Required work »
Where a line of the records holds the string "None", copy that line.

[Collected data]
▼

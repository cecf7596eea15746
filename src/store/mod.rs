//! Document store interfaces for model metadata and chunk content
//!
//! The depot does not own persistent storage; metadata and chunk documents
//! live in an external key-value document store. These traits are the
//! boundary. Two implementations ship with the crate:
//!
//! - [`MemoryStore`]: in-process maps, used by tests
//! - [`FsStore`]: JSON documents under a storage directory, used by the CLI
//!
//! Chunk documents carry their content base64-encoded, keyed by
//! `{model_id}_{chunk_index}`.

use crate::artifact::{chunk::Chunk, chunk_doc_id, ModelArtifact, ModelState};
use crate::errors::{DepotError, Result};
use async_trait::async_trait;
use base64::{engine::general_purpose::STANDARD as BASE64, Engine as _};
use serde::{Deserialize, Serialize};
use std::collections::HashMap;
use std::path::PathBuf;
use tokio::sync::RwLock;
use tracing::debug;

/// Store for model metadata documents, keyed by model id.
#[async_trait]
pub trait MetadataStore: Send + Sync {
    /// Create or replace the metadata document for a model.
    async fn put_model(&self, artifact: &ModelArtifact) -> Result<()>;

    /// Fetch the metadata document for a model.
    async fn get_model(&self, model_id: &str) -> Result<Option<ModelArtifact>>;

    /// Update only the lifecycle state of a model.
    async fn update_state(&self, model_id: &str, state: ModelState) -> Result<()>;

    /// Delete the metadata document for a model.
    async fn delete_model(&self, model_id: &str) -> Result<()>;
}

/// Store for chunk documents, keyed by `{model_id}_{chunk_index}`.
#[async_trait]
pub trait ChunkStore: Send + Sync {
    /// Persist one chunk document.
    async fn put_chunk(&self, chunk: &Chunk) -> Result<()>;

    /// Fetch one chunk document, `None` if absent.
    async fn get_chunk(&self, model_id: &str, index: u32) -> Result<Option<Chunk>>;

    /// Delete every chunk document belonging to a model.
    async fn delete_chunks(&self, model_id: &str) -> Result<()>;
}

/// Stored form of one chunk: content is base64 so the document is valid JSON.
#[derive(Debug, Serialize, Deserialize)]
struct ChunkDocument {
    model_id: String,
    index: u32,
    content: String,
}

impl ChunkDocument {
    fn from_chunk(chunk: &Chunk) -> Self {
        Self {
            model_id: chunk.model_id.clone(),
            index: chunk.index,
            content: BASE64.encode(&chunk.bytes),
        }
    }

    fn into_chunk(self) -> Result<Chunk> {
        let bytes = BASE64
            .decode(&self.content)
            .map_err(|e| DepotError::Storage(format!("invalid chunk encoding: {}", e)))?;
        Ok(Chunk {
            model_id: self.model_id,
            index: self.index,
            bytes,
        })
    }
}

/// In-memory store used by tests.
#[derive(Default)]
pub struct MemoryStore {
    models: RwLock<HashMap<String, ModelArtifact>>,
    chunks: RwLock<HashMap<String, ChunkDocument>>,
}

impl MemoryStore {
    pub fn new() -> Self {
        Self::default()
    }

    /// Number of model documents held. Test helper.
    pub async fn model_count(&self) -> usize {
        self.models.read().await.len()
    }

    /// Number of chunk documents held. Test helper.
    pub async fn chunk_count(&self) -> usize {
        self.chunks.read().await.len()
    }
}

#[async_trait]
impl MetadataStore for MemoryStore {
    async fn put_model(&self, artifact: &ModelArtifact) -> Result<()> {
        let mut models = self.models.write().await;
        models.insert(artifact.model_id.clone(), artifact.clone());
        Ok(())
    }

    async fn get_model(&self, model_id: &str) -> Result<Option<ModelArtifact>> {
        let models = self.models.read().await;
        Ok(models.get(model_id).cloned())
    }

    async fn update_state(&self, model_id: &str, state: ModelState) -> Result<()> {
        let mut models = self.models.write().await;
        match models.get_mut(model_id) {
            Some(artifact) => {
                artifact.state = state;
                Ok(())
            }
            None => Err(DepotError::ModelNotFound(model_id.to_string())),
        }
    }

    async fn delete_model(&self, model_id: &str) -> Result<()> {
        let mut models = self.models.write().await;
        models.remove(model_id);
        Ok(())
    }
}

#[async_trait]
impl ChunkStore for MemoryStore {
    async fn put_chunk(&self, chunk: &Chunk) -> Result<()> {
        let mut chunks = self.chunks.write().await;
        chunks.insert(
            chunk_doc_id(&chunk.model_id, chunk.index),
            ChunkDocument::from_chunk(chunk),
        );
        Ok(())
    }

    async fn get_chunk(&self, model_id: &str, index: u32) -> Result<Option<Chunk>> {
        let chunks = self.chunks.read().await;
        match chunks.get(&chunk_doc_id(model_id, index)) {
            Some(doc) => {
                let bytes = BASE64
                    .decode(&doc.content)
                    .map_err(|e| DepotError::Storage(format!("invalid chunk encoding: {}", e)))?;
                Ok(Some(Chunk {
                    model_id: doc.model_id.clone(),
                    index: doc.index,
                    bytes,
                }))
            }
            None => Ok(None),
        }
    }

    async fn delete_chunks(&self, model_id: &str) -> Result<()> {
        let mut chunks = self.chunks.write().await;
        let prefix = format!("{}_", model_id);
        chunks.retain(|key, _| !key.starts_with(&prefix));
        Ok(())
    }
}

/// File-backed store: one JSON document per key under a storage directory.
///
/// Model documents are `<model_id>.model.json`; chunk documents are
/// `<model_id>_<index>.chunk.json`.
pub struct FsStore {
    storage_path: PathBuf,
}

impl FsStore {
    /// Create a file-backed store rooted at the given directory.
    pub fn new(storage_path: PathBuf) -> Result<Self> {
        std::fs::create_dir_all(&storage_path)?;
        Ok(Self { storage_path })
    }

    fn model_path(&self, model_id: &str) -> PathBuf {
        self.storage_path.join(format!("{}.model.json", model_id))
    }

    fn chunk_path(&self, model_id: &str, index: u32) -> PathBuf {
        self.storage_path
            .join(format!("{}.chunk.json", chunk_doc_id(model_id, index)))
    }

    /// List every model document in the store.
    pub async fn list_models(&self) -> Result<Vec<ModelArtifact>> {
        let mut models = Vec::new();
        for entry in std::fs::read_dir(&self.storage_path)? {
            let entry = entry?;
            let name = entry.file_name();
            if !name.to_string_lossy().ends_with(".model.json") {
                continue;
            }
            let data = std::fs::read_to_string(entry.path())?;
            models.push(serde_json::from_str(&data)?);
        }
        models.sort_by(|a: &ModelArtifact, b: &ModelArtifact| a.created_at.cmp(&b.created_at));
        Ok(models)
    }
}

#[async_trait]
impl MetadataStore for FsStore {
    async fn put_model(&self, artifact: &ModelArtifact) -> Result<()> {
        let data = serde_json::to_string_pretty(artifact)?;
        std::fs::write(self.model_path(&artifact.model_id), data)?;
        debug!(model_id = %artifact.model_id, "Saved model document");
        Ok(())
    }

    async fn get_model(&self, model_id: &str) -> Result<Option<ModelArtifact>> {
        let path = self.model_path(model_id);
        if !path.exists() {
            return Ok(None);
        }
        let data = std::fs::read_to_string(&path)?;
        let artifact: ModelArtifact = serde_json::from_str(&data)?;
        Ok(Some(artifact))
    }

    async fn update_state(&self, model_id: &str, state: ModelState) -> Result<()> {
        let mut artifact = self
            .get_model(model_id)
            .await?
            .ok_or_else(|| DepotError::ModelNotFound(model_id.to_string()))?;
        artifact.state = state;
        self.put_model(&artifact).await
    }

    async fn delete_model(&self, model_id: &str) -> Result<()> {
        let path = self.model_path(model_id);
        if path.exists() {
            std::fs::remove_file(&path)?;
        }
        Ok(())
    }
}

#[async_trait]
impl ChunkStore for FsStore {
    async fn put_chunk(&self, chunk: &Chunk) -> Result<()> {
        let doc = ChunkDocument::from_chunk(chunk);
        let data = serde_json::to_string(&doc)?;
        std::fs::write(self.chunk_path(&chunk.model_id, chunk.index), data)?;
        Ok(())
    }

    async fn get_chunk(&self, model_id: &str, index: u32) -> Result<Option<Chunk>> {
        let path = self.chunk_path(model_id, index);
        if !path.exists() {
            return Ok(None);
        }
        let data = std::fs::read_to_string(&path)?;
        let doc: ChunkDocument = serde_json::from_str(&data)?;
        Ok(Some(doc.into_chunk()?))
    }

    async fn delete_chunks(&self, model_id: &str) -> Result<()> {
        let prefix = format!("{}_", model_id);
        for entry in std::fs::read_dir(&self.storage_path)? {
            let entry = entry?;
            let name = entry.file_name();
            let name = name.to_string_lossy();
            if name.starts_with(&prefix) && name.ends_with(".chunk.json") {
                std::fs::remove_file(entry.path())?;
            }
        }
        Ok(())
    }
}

▲

Exercise result »
    /// Fetch one chunk document, `None` if absent.
            None => Err(DepotError::ModelNotFound(model_id.to_string())),
            None => Ok(None),
            return Ok(None);
            return Ok(None);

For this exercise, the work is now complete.